### TASK OBJECTIVE
Find and copy each line of the records where the string "Simulation" shows up.

LISTED RECORDS START

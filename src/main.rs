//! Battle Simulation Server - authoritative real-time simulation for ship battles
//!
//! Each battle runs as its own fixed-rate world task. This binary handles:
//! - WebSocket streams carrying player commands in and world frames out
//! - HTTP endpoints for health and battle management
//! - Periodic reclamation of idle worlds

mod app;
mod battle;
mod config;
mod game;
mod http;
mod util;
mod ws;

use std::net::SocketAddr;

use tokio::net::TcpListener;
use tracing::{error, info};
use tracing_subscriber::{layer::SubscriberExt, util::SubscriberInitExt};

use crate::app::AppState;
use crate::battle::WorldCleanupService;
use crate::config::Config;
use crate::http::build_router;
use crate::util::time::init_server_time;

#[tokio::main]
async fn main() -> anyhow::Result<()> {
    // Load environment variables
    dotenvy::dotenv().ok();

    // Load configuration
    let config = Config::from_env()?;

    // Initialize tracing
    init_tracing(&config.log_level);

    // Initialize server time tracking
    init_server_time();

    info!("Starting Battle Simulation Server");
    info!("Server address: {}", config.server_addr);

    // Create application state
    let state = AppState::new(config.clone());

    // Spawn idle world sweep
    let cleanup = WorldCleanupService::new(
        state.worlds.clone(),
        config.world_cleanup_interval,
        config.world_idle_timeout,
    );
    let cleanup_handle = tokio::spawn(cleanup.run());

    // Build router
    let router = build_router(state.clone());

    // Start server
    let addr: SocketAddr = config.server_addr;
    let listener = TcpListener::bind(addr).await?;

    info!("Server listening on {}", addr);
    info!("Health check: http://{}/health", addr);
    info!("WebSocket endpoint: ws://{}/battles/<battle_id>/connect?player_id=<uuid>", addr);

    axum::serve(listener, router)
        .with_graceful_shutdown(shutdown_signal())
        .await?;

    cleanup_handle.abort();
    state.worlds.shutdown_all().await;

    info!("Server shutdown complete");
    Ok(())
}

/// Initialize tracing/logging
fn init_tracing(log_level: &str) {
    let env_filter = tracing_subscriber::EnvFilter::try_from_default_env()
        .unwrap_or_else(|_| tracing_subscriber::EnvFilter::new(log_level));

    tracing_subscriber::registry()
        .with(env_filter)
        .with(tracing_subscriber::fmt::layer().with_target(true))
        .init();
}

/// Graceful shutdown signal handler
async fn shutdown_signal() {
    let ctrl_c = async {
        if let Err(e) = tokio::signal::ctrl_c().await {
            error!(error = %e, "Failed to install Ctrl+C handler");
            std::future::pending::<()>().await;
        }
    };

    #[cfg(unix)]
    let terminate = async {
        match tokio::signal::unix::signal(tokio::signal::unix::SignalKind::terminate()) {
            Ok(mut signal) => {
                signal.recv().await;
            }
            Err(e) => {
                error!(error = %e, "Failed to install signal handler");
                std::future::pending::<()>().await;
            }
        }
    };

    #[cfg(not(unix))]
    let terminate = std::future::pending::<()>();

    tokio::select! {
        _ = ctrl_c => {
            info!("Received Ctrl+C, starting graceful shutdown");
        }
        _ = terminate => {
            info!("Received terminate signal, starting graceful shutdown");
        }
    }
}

LISTED RECORDS END

### EXPECTED ANSWER
//! Battle Simulation Server - authoritative real-time simulation for ship battles
    info!("Starting Battle Simulation Server");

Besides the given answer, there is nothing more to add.